#### PROBLEM TO WORK ON:
The entries follow. Copy every line in which "ReplaySource" appears.

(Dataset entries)
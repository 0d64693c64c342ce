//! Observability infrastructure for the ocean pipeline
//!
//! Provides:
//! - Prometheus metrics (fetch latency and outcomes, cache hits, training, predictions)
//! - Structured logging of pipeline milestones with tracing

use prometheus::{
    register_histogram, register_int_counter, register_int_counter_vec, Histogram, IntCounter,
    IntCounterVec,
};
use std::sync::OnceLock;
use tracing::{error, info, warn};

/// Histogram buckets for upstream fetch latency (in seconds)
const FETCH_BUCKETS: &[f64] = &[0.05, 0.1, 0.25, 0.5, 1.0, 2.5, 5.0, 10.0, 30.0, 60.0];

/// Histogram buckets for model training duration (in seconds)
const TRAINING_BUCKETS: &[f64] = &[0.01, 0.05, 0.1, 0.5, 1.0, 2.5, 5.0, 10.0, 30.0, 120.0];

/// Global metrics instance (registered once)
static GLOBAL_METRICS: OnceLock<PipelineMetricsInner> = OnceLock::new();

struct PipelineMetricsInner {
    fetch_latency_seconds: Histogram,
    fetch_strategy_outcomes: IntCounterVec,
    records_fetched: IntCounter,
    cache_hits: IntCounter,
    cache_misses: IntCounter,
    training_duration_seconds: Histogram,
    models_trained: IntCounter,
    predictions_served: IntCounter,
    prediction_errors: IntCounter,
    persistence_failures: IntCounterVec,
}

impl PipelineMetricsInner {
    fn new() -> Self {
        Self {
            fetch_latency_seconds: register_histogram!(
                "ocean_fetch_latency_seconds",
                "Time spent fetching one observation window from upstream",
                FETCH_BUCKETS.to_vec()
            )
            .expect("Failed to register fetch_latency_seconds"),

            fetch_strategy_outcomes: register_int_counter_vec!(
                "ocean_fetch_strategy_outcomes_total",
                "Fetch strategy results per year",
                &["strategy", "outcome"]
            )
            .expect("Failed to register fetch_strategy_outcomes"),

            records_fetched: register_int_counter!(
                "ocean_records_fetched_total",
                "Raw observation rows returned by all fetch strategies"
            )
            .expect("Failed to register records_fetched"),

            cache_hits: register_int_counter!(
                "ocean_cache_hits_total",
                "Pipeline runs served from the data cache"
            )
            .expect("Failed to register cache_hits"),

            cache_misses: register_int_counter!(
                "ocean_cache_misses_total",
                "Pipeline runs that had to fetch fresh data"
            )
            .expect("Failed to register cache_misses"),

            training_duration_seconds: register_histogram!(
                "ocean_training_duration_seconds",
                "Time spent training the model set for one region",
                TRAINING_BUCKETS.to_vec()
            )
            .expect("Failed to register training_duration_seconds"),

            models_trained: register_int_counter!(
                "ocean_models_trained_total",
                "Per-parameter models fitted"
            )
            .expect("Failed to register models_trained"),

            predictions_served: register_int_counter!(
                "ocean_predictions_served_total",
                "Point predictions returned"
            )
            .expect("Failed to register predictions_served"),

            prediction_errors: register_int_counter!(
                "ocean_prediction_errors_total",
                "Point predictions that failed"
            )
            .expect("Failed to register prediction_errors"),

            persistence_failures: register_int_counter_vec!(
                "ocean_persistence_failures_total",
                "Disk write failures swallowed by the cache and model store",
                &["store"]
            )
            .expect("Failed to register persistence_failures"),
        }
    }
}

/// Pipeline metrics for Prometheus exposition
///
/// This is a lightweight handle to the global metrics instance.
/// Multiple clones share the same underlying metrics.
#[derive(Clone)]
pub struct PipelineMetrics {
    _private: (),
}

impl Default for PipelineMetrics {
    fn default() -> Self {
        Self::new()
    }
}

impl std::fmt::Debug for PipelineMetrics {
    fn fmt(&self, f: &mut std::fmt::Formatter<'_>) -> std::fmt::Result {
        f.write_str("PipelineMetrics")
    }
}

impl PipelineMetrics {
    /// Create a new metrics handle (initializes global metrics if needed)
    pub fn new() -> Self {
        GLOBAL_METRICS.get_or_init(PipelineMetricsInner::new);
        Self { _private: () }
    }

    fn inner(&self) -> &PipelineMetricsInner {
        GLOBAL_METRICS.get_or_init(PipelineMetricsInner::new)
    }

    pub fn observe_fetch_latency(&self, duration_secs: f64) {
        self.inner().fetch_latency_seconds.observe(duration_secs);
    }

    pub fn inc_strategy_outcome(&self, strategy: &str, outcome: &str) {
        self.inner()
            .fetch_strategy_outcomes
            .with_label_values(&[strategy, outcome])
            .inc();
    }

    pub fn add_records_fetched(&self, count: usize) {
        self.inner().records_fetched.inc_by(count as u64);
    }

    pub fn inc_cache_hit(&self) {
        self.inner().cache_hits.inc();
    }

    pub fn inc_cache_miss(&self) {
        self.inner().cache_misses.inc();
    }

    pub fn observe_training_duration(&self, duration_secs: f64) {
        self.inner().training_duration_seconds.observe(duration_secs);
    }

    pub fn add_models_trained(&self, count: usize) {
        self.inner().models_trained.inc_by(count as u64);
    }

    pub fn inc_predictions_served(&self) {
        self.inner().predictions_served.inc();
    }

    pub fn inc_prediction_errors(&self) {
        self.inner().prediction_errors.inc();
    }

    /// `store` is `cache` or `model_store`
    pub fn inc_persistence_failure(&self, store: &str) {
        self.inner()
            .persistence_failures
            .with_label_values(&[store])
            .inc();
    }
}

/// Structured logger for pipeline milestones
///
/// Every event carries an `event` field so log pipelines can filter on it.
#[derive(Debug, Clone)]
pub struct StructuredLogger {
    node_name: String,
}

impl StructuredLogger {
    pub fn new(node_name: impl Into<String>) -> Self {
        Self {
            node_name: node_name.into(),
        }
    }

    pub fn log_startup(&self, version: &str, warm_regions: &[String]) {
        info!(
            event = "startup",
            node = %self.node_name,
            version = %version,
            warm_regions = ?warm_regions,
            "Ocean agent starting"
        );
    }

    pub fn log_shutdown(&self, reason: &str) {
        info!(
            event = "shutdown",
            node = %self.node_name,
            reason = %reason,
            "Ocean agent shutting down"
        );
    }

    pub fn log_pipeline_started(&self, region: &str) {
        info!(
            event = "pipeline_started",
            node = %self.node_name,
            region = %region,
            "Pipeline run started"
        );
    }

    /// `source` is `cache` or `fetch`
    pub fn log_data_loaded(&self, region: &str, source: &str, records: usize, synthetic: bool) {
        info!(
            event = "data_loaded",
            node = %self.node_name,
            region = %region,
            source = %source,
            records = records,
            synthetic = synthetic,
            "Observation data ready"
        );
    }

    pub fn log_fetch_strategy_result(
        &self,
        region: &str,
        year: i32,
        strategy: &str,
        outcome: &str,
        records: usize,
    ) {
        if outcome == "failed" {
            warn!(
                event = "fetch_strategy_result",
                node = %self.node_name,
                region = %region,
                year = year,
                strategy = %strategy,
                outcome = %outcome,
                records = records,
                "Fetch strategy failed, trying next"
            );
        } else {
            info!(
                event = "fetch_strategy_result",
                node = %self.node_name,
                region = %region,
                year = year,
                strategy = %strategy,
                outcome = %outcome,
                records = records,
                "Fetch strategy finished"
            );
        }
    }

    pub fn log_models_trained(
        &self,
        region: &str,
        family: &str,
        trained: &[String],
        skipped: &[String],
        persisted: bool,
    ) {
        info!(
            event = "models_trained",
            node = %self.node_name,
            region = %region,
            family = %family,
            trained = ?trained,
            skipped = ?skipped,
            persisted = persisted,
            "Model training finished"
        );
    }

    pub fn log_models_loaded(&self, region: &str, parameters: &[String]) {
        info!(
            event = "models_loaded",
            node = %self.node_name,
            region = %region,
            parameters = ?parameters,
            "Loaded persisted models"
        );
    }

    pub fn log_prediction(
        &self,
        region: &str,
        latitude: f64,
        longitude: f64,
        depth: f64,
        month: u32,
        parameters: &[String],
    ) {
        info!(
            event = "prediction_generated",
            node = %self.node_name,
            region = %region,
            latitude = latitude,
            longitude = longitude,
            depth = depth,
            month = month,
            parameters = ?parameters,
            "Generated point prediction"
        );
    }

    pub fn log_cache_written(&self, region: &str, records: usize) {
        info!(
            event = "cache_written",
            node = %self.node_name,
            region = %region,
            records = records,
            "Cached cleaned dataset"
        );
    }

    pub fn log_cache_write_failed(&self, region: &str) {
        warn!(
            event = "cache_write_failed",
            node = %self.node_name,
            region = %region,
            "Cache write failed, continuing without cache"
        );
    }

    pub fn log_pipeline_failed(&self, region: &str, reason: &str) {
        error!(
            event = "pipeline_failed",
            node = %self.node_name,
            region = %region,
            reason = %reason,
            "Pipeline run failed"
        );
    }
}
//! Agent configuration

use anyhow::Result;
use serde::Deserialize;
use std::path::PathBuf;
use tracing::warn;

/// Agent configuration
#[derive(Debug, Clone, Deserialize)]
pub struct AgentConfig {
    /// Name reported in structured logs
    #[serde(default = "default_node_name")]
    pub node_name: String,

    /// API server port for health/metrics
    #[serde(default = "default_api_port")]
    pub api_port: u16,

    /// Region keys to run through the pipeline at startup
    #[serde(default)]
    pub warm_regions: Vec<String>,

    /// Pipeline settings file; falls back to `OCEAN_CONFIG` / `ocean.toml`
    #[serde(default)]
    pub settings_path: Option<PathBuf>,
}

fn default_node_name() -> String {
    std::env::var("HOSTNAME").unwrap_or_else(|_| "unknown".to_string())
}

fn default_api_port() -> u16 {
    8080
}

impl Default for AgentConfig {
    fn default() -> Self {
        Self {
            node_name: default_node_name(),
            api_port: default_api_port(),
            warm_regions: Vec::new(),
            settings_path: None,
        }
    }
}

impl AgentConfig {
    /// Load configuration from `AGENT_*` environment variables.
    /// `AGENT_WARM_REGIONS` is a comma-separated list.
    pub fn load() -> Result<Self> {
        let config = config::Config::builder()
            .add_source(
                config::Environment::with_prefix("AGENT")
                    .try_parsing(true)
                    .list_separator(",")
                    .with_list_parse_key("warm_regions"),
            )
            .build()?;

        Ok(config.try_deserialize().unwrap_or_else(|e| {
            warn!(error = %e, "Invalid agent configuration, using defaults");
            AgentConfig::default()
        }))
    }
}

...

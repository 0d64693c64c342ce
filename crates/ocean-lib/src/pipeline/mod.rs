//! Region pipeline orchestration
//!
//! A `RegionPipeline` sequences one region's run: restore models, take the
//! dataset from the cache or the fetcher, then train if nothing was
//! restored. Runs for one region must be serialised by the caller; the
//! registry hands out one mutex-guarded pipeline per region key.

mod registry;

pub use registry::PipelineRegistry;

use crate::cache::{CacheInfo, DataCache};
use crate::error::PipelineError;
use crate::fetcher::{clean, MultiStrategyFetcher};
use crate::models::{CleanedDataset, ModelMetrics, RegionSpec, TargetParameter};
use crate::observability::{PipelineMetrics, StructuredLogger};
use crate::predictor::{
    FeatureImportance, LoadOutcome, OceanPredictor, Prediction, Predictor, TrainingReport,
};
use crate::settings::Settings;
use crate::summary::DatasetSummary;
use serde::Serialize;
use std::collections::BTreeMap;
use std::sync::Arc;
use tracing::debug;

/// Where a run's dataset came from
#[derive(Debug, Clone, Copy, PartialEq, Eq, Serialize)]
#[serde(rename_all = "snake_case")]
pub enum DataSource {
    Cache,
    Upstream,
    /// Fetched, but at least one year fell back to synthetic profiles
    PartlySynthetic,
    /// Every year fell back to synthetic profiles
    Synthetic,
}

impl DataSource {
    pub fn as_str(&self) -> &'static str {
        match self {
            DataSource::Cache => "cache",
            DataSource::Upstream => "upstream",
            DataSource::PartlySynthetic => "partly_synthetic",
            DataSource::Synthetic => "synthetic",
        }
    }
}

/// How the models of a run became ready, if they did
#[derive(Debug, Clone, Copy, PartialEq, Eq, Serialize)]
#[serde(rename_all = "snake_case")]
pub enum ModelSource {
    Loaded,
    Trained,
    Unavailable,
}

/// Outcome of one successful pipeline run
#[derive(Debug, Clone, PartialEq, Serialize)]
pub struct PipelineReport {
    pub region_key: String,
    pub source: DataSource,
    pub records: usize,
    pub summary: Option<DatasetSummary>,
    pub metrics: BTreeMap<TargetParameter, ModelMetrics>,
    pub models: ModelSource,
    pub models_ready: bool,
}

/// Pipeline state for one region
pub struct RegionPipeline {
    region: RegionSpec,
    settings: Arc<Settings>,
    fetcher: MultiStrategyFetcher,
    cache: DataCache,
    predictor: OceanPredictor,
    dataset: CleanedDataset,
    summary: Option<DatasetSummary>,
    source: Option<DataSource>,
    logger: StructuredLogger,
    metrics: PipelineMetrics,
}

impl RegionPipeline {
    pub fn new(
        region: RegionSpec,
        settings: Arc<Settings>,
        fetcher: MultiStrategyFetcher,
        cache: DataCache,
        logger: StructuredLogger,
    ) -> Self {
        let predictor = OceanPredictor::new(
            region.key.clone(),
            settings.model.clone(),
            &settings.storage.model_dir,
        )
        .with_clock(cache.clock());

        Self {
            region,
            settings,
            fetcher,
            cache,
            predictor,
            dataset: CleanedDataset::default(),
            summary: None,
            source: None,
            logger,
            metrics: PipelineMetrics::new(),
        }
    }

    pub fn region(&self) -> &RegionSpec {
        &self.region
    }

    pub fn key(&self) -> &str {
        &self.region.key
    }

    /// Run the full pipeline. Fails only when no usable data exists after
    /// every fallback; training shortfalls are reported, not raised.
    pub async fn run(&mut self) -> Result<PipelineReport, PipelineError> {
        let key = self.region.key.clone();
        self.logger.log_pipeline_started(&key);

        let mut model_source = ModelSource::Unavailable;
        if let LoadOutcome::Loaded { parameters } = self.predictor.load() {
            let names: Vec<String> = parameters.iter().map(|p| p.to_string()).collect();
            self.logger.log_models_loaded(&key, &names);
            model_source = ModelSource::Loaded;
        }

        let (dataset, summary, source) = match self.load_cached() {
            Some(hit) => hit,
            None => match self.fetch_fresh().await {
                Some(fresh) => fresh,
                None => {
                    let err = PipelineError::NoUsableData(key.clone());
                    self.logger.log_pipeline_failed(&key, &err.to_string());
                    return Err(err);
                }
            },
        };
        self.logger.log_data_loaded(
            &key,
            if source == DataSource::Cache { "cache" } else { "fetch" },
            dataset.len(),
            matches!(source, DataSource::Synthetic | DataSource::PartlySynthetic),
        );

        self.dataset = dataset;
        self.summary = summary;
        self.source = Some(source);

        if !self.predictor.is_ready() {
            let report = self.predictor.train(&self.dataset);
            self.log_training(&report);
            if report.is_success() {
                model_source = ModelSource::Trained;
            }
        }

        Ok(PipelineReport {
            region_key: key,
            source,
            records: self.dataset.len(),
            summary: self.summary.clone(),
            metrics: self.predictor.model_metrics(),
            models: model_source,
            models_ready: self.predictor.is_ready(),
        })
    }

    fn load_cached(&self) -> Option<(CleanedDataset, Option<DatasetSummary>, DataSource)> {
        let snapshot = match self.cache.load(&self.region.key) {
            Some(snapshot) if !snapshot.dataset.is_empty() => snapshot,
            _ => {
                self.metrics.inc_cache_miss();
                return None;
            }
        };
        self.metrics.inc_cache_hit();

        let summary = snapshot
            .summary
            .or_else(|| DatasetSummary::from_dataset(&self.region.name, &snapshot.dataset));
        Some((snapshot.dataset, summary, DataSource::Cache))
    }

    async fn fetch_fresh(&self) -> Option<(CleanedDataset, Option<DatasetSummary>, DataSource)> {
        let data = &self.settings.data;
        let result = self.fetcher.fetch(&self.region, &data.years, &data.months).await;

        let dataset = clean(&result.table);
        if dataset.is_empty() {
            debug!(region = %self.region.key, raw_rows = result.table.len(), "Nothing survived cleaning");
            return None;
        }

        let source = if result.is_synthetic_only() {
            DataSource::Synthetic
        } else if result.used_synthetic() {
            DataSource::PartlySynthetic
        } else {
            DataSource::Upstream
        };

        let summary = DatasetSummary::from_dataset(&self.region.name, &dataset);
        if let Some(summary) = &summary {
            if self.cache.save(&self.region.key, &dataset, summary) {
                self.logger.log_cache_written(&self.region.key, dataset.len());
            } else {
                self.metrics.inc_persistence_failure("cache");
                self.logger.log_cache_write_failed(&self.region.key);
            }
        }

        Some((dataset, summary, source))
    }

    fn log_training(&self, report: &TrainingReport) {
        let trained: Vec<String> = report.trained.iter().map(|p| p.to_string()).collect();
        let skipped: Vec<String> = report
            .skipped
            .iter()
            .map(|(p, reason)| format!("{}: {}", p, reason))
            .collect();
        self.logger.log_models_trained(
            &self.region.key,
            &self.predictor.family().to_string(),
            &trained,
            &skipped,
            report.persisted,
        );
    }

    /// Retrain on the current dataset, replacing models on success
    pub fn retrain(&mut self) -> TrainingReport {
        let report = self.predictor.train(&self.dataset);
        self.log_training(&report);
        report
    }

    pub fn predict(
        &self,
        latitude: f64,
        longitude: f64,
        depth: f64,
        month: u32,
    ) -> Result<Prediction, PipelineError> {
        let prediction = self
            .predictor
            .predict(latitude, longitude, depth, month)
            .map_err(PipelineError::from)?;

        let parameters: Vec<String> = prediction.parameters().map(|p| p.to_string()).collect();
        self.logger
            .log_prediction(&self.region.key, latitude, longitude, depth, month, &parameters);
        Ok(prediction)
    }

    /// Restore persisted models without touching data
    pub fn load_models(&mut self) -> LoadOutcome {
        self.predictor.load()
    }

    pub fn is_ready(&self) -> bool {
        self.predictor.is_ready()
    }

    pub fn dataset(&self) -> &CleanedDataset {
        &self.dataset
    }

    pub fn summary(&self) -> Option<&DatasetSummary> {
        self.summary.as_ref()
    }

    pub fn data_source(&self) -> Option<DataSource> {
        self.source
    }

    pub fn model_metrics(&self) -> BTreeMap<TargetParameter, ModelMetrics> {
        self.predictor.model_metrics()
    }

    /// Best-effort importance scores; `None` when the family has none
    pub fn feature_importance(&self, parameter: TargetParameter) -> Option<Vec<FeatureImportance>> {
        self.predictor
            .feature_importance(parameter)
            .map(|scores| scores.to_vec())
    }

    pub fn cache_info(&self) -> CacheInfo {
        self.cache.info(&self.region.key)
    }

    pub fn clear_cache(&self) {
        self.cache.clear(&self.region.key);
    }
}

...

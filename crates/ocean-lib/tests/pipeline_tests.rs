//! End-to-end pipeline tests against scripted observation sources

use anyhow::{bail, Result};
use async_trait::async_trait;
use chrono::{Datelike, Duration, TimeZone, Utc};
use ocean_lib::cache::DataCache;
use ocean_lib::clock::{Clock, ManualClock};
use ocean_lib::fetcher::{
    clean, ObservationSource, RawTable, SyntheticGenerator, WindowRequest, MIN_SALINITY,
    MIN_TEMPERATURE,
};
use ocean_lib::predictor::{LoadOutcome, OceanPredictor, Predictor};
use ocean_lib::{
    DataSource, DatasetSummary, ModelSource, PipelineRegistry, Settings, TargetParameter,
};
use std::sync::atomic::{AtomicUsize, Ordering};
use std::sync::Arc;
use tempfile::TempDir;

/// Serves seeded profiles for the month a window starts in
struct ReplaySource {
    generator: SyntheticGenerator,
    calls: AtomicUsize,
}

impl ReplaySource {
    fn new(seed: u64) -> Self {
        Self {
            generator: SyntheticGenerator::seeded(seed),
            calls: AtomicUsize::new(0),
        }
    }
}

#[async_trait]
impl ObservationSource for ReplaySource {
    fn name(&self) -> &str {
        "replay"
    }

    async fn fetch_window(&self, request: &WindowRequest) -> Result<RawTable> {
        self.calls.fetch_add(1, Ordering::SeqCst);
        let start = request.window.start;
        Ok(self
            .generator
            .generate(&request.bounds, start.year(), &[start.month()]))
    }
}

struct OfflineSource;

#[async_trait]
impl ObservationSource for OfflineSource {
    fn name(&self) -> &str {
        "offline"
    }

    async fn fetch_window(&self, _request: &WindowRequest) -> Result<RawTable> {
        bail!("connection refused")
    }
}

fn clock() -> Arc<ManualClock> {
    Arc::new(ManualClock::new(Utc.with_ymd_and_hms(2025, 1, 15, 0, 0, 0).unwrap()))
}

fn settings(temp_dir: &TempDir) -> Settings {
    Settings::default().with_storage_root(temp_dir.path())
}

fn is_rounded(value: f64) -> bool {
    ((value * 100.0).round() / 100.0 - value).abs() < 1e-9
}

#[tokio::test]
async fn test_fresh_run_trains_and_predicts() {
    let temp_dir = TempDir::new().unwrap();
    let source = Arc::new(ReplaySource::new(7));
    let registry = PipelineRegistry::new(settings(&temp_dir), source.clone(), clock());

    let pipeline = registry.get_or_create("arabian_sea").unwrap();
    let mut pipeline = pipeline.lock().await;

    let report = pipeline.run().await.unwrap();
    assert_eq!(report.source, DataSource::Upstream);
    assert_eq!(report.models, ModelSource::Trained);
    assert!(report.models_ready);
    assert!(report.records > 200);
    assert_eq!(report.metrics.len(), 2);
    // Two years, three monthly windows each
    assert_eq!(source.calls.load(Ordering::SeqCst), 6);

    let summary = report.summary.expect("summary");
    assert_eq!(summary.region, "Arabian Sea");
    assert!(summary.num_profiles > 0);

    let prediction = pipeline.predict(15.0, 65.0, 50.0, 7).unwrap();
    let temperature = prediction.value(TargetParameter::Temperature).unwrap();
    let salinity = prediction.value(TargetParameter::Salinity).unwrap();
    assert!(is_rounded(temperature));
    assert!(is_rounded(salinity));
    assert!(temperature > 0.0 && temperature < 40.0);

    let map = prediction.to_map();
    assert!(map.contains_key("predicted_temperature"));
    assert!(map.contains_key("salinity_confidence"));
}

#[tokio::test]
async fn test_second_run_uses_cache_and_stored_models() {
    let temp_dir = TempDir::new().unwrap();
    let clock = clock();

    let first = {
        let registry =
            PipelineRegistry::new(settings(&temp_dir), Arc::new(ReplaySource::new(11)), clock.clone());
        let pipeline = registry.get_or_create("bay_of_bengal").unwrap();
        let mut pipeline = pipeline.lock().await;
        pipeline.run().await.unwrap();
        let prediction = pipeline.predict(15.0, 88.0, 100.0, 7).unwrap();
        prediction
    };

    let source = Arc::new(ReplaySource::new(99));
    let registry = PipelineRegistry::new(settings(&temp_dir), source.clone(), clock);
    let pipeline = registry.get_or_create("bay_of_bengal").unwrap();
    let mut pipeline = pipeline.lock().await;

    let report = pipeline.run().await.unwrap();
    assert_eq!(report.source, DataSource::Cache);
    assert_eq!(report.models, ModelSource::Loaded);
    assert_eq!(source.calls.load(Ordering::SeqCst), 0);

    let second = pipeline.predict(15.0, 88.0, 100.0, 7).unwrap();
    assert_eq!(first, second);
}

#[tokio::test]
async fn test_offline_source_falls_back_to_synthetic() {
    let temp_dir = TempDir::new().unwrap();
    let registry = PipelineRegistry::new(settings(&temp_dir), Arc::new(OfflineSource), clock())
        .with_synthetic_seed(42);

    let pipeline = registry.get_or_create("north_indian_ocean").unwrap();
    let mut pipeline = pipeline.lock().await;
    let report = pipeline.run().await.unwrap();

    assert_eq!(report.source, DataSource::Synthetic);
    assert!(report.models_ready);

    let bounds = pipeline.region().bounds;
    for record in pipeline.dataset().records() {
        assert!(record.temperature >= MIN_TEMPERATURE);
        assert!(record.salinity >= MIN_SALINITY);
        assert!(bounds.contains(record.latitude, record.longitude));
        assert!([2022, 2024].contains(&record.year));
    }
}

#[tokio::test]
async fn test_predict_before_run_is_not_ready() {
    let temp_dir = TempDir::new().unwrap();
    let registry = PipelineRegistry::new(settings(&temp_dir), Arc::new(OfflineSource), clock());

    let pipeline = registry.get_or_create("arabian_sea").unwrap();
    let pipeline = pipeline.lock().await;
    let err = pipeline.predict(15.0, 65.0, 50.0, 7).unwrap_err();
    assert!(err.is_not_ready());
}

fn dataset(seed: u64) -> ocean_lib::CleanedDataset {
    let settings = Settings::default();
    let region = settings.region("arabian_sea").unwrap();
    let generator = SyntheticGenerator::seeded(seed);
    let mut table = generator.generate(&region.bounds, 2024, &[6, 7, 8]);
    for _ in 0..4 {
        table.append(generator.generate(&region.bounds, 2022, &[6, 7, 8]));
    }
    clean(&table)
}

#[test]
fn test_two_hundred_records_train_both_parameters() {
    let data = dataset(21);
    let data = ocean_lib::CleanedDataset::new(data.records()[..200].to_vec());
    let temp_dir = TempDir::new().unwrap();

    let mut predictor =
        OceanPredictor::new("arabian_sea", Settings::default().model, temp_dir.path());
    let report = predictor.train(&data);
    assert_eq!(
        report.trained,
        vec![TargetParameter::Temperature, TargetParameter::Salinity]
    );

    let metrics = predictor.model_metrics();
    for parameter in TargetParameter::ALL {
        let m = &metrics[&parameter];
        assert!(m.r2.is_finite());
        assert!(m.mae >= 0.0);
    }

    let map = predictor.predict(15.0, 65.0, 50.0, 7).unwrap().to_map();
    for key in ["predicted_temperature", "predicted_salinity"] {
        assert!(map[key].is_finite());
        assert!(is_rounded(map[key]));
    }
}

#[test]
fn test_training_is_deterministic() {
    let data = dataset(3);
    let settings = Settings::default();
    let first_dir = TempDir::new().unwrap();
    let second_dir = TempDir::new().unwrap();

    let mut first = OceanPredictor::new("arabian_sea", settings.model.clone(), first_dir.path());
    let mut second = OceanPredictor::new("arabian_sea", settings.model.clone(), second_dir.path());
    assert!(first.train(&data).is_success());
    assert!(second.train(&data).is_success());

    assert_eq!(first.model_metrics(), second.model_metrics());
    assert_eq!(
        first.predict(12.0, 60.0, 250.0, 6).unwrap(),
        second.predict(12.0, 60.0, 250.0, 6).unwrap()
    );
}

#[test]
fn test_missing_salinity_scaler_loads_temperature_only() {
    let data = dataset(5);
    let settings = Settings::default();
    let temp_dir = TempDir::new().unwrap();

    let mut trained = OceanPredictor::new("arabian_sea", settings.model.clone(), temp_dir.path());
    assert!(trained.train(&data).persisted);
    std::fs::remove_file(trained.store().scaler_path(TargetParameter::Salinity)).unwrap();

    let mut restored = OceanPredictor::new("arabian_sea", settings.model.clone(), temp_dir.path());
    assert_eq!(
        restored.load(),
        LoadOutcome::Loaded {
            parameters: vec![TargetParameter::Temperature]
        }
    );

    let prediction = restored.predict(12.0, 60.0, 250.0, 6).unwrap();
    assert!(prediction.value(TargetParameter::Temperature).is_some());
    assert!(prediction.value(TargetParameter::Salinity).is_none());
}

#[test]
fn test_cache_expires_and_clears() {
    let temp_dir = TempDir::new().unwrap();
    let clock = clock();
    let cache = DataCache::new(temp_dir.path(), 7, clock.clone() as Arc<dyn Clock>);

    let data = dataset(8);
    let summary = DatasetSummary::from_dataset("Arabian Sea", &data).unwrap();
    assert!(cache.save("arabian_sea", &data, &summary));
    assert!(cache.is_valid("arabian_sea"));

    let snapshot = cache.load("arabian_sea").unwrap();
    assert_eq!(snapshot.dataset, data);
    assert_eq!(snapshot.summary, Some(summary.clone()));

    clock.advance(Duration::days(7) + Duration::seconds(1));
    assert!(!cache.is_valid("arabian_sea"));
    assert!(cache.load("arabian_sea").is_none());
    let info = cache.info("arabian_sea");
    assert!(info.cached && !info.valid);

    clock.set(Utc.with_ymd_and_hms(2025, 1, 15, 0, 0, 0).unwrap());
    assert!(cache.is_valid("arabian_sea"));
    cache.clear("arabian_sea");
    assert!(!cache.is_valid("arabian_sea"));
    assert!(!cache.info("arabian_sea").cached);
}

#### EXERCISE SOLUTION:
struct ReplaySource {
impl ReplaySource {
impl ObservationSource for ReplaySource {
    let source = Arc::new(ReplaySource::new(7));
            PipelineRegistry::new(settings(&temp_dir), Arc::new(ReplaySource::new(11)), clock.clone());
    let source = Arc::new(ReplaySource::new(99));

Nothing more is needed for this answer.